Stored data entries
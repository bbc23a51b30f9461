//! Background content analysis: the submission queue, the per-image
//! analyzer, the status state machine, the queue consumer and the startup
//! backfill scan.

pub mod aggregator;
pub mod analyzer;
pub mod backfill;
pub mod queue;
pub mod worker;

pub use aggregator::{evaluate, AnalysisOutcome, FeatureAggregator};
pub use analyzer::{MediaAnalysisResult, MediaAnalyzer};
pub use backfill::BackfillScanner;
pub use queue::AnalysisQueue;
pub use worker::AnalysisWorker;
use std::path::Path;

use chrono::{DateTime, Utc};
use serde::{Deserialize, Serialize};

/// Broad media category, used to decide what gets analyzed.
#[derive(Debug, Clone, Copy, PartialEq, Eq, Serialize, Deserialize)]
#[serde(rename_all = "lowercase")]
pub enum MediaKind {
    Image,
    Video,
    Audio,
    Other,
}

impl MediaKind {
    pub fn as_str(&self) -> &'static str {
        match self {
            MediaKind::Image => "image",
            MediaKind::Video => "video",
            MediaKind::Audio => "audio",
            MediaKind::Other => "other",
        }
    }

    pub fn from_str_lossy(value: &str) -> Self {
        match value {
            "image" => MediaKind::Image,
            "video" => MediaKind::Video,
            "audio" => MediaKind::Audio,
            _ => MediaKind::Other,
        }
    }

    /// Classifies a file by its declared content type, falling back to the
    /// extension of its stored path.
    pub fn detect(content_type: Option<&str>, stored_path: &str) -> Self {
        let declared = content_type
            .map(|c| c.trim().to_ascii_lowercase())
            .filter(|c| !c.is_empty() && c != "application/octet-stream");

        let mime = declared.or_else(|| {
            mime_guess::from_path(Path::new(stored_path))
                .first()
                .map(|m| m.essence_str().to_string())
        });

        match mime.as_deref().and_then(|m| m.split('/').next()) {
            Some("image") => MediaKind::Image,
            Some("video") => MediaKind::Video,
            Some("audio") => MediaKind::Audio,
            _ => MediaKind::Other,
        }
    }
}

#[derive(Debug, Clone, PartialEq, Serialize)]
#[serde(rename_all = "camelCase")]
pub struct MediaFile {
    pub id: String,
    pub submission_id: String,
    /// Path relative to the storage root.
    pub stored_path: String,
    pub content_type: Option<String>,
    pub kind: MediaKind,
    pub caption: Option<String>,
}

impl MediaFile {
    pub fn is_image(&self) -> bool {
        self.kind == MediaKind::Image
    }
}

/// A batch of media a professional sent to a client for review.
#[derive(Debug, Clone, PartialEq, Serialize)]
#[serde(rename_all = "camelCase")]
pub struct Submission {
    pub id: String,
    pub client_id: String,
    pub owner_user_id: String,
    pub message: Option<String>,
    pub created_at: DateTime<Utc>,
    pub media: Vec<MediaFile>,
}

impl Submission {
    pub fn images(&self) -> impl Iterator<Item = &MediaFile> {
        self.media.iter().filter(|m| m.is_image())
    }

    pub fn has_images(&self) -> bool {
        self.media.iter().any(MediaFile::is_image)
    }
}
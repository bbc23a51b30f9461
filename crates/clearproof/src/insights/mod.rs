//! On-demand insights over analyzed submissions and review history: the
//! cached per-client summary and the approval-likelihood score.

pub mod scorer;
pub mod summary;
pub mod tokens;

pub use scorer::{
    compute_score, fallback_rationale, logistic, ApprovalPrediction, ApprovalScorer,
    PredictionStatus, ScoreSignals,
};
pub use summary::{assess_coverage, ClientSummary, Coverage, CoverageStatus, SummaryCache};
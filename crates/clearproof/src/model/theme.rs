//! Categorized theme tags extracted from images.

use std::collections::BTreeSet;

use serde::{Deserialize, Serialize};

/// Maximum number of characters kept per flattened tag.
pub const MAX_TAG_LEN: usize = 50;

/// Semantic tags describing one image, or a whole submission once combined.
///
/// Every category is a set of short lowercase strings. Tags are normalized
/// on the way in, so two insights built from differently-cased provider
/// output compare equal.
#[derive(Debug, Clone, Default, PartialEq, Eq, Serialize, Deserialize)]
#[serde(rename_all = "camelCase", default)]
pub struct ThemeInsights {
    pub subjects: BTreeSet<String>,
    pub vibes: BTreeSet<String>,
    pub notable_elements: BTreeSet<String>,
    pub colors: BTreeSet<String>,
    pub keywords: BTreeSet<String>,
}

impl ThemeInsights {
    /// Returns true if any category holds at least one tag.
    pub fn has_any_data(&self) -> bool {
        self.categories().iter().any(|c| !c.is_empty())
    }

    /// Re-normalizes every tag, dropping ones that end up empty.
    pub fn normalized(self) -> Self {
        Self {
            subjects: normalize_set(self.subjects),
            vibes: normalize_set(self.vibes),
            notable_elements: normalize_set(self.notable_elements),
            colors: normalize_set(self.colors),
            keywords: normalize_set(self.keywords),
        }
    }

    /// Merges per-file insights into one submission-level instance.
    ///
    /// Union per category with case-insensitive deduplication.
    pub fn combine<'a, I>(items: I) -> Self
    where
        I: IntoIterator<Item = &'a ThemeInsights>,
    {
        let mut combined = ThemeInsights::default();
        for item in items {
            extend_normalized(&mut combined.subjects, &item.subjects);
            extend_normalized(&mut combined.vibes, &item.vibes);
            extend_normalized(&mut combined.notable_elements, &item.notable_elements);
            extend_normalized(&mut combined.colors, &item.colors);
            extend_normalized(&mut combined.keywords, &item.keywords);
        }
        combined
    }

    /// All categories as one deduplicated, sorted, lowercase list.
    pub fn flatten_tags(&self) -> Vec<String> {
        self.categories()
            .into_iter()
            .flat_map(|c| c.iter())
            .filter_map(|t| normalize_tag(t))
            .collect::<BTreeSet<_>>()
            .into_iter()
            .collect()
    }

    fn categories(&self) -> [&BTreeSet<String>; 5] {
        [
            &self.subjects,
            &self.vibes,
            &self.notable_elements,
            &self.colors,
            &self.keywords,
        ]
    }
}

/// Stored shape of `content_features.theme_tags_json`.
///
/// Either the full categorized payload, or a plain tag array for rows where
/// no category data was available. Variant order matters for the untagged
/// decoder: an array never decodes as `Insights`.
#[derive(Debug, Clone, PartialEq, Eq, Serialize, Deserialize)]
#[serde(untagged)]
pub enum ThemePayload {
    Tags(Vec<String>),
    Insights(ThemeInsights),
}

impl ThemePayload {
    /// Decodes a stored payload. Malformed JSON yields `None`.
    pub fn parse(json: &str) -> Option<Self> {
        match serde_json::from_str::<ThemePayload>(json) {
            Ok(payload) => Some(payload),
            Err(e) => {
                log::debug!("Ignoring malformed theme payload: {}", e);
                None
            }
        }
    }

    /// Flattened, normalized tag list regardless of the stored shape.
    pub fn tags(&self) -> Vec<String> {
        match self {
            ThemePayload::Insights(insights) => insights.flatten_tags(),
            ThemePayload::Tags(tags) => normalize_tags(tags.iter()),
        }
    }

    pub fn is_empty(&self) -> bool {
        match self {
            ThemePayload::Insights(insights) => !insights.has_any_data(),
            ThemePayload::Tags(tags) => tags.iter().all(|t| normalize_tag(t).is_none()),
        }
    }
}

/// Normalizes a single tag: trimmed, lowercased, inner whitespace collapsed,
/// surrounding quotes and hashes stripped, capped at [`MAX_TAG_LEN`] chars.
///
/// Applying it to its own output is a no-op.
pub fn normalize_tag(raw: &str) -> Option<String> {
    let cleaned = raw
        .trim()
        .trim_matches(is_edge_punct)
        .split_whitespace()
        .collect::<Vec<_>>()
        .join(" ")
        .to_lowercase();

    let capped: String = cleaned.chars().take(MAX_TAG_LEN).collect();
    // The cap can land on punctuation or a space.
    let capped = capped
        .trim_end_matches(|c: char| c.is_whitespace() || is_edge_punct(c))
        .to_string();

    if capped.is_empty() {
        None
    } else {
        Some(capped)
    }
}

fn is_edge_punct(c: char) -> bool {
    matches!(c, '"' | '\'' | '#' | '.' | ',')
}

/// Normalizes and deduplicates a list of tags into sorted order.
pub fn normalize_tags<'a, I>(tags: I) -> Vec<String>
where
    I: IntoIterator<Item = &'a String>,
{
    tags.into_iter()
        .filter_map(|t| normalize_tag(t))
        .collect::<BTreeSet<_>>()
        .into_iter()
        .collect()
}

fn normalize_set(set: BTreeSet<String>) -> BTreeSet<String> {
    set.iter().filter_map(|t| normalize_tag(t)).collect()
}

fn extend_normalized(target: &mut BTreeSet<String>, source: &BTreeSet<String>) {
    target.extend(source.iter().filter_map(|t| normalize_tag(t)));
}
//! Provider API key resolution.
//!
//! A key may be configured three ways, checked in this order:
//!
//! 1. `apiKey` - inline value, handy for local runs
//! 2. `apiKeyFile` - path to a file holding the key (Docker secrets)
//! 3. `apiKeyEnvVar` - name of an environment variable holding the key

use std::fs;

use secrecy::SecretString;

#[derive(Debug, thiserror::Error)]
pub enum SecretError {
    #[error("No API key source configured")]
    NoSourceProvided,

    #[error("Failed to read API key from file '{path}': {source}")]
    FileRead {
        path: String,
        #[source]
        source: std::io::Error,
    },

    #[error("API key file '{path}' is empty")]
    EmptyFile { path: String },

    #[error("Environment variable '{name}' not set")]
    EnvVarNotSet { name: String },

    #[error("Environment variable '{name}' contains invalid UTF-8")]
    EnvVarNotUnicode { name: String },
}

pub type Result<T> = std::result::Result<T, SecretError>;

/// The configured places an API key may come from. Empty strings count as unset.
#[derive(Debug, Clone, Copy, Default)]
pub struct SecretSource<'a> {
    pub direct: Option<&'a str>,
    pub file_path: Option<&'a str>,
    pub env_var: Option<&'a str>,
}

impl<'a> SecretSource<'a> {
    fn direct(&self) -> Option<&'a str> {
        self.direct.filter(|s| !s.is_empty())
    }

    fn file_path(&self) -> Option<&'a str> {
        self.file_path.filter(|s| !s.is_empty())
    }

    fn env_var(&self) -> Option<&'a str> {
        self.env_var.filter(|s| !s.is_empty())
    }

    pub fn is_configured(&self) -> bool {
        self.direct().is_some() || self.file_path().is_some() || self.env_var().is_some()
    }
}

/// Resolves a key from the first configured source.
pub fn resolve_secret(source: SecretSource<'_>) -> Result<SecretString> {
    if let Some(value) = source.direct() {
        return Ok(SecretString::from(value.to_string()));
    }

    if let Some(path) = source.file_path() {
        let expanded = expand_home(path);
        let content = fs::read_to_string(&expanded).map_err(|e| SecretError::FileRead {
            path: expanded.clone(),
            source: e,
        })?;
        let trimmed = content.trim();
        if trimmed.is_empty() {
            return Err(SecretError::EmptyFile { path: expanded });
        }
        return Ok(SecretString::from(trimmed.to_string()));
    }

    if let Some(name) = source.env_var() {
        return match std::env::var(name) {
            Ok(value) => Ok(SecretString::from(value.trim().to_string())),
            Err(std::env::VarError::NotPresent) => Err(SecretError::EnvVarNotSet {
                name: name.to_string(),
            }),
            Err(std::env::VarError::NotUnicode(_)) => Err(SecretError::EnvVarNotUnicode {
                name: name.to_string(),
            }),
        };
    }

    Err(SecretError::NoSourceProvided)
}

/// Like [`resolve_secret`], but an unconfigured key is `Ok(None)`.
pub fn resolve_secret_optional(source: SecretSource<'_>) -> Result<Option<SecretString>> {
    match resolve_secret(source) {
        Ok(secret) => Ok(Some(secret)),
        Err(SecretError::NoSourceProvided) => Ok(None),
        Err(e) => Err(e),
    }
}

/// Expands a leading `~` or `~/` to the current user's home directory.
/// `~user/...` is left untouched.
pub fn expand_home(path: &str) -> String {
    if path == "~" || path.starts_with("~/") {
        if let Some(home) = dirs::home_dir() {
            let home = home.to_string_lossy();
            if path == "~" {
                return home.into_owned();
            }
            return path.replacen('~', &home, 1);
        }
    }
    path.to_string()
}

#[cfg(test)]
mod tests {
    use super::*;
    use secrecy::ExposeSecret;
    use serial_test::serial;
    use std::io::Write;
    use tempfile::NamedTempFile;

    fn source<'a>(
        direct: Option<&'a str>,
        file_path: Option<&'a str>,
        env_var: Option<&'a str>,
    ) -> SecretSource<'a> {
        SecretSource {
            direct,
            file_path,
            env_var,
        }
    }

    #[test]
    #[serial]
    fn test_inline_key_wins() {
        std::env::set_var("CLEARPROOF_TEST_KEY_1", "from-env");
        let key = resolve_secret(source(Some("inline"), None, Some("CLEARPROOF_TEST_KEY_1")))
            .unwrap();
        assert_eq!(key.expose_secret(), "inline");
        std::env::remove_var("CLEARPROOF_TEST_KEY_1");
    }

    #[test]
    #[serial]
    fn test_file_before_env() {
        let mut file = NamedTempFile::new().unwrap();
        writeln!(file, "  from-file  ").unwrap();

        std::env::set_var("CLEARPROOF_TEST_KEY_2", "from-env");
        let key = resolve_secret(source(
            None,
            Some(file.path().to_str().unwrap()),
            Some("CLEARPROOF_TEST_KEY_2"),
        ))
        .unwrap();
        assert_eq!(key.expose_secret(), "from-file");
        std::env::remove_var("CLEARPROOF_TEST_KEY_2");
    }

    #[test]
    #[serial]
    fn test_env_fallback_and_empty_strings() {
        std::env::set_var("CLEARPROOF_TEST_KEY_3", "from-env\n");
        let key = resolve_secret(source(Some(""), Some(""), Some("CLEARPROOF_TEST_KEY_3")))
            .unwrap();
        assert_eq!(key.expose_secret(), "from-env");
        std::env::remove_var("CLEARPROOF_TEST_KEY_3");
    }

    #[test]
    fn test_errors() {
        assert!(matches!(
            resolve_secret(SecretSource::default()),
            Err(SecretError::NoSourceProvided)
        ));
        assert!(matches!(
            resolve_secret(source(None, Some("/nonexistent/clearproof/key"), None)),
            Err(SecretError::FileRead { .. })
        ));
        assert!(matches!(
            resolve_secret(source(None, None, Some("CLEARPROOF_DEFINITELY_UNSET_KEY"))),
            Err(SecretError::EnvVarNotSet { .. })
        ));
    }

    #[test]
    fn test_empty_file_rejected() {
        let file = NamedTempFile::new().unwrap();
        let result = resolve_secret(source(None, Some(file.path().to_str().unwrap()), None));
        assert!(matches!(result, Err(SecretError::EmptyFile { .. })));
    }

    #[test]
    fn test_optional_and_is_configured() {
        assert!(resolve_secret_optional(SecretSource::default())
            .unwrap()
            .is_none());
        assert!(!source(Some(""), None, None).is_configured());
        assert!(source(None, None, Some("X")).is_configured());
    }

    #[test]
    fn test_expand_home() {
        assert_eq!(expand_home("/absolute/path"), "/absolute/path");
        assert_eq!(expand_home("~alice/key"), "~alice/key");
        if let Some(home) = dirs::home_dir() {
            let home = home.to_string_lossy().into_owned();
            assert_eq!(expand_home("~/key"), format!("{}/key", home));
            assert_eq!(expand_home("~"), home);
        }
    }
}
pub mod analysis;
pub mod config;
pub mod db;
pub mod error;
pub mod insights;
pub mod logging;
pub mod model;
pub mod pipeline;
pub mod providers;
pub mod sanitize;
pub mod secrets;
pub mod storage;

pub use analysis::{AnalysisQueue, AnalysisWorker, BackfillScanner, FeatureAggregator, MediaAnalyzer};
pub use config::{load_config, Config};
pub use db::{Database, DatabaseError, Repository};
pub use error::{AnalysisError, ClearproofError, ConfigError, InsightsError, Result, StorageError};
pub use insights::{ApprovalPrediction, ApprovalScorer, ClientSummary, CoverageStatus, SummaryCache};
pub use model::{AnalysisStatus, ContentFeature, Submission, ThemeInsights};
pub use pipeline::{Pipeline, PipelineError, PipelineHandles};
pub use providers::{ProviderError, Providers};
pub use secrets::{resolve_secret, resolve_secret_optional, SecretError};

▶ [Problem requirements]
State how many lines of the records hold the string "AnalysisQueue", and nothing else.

▶ [Response to the exercise]
2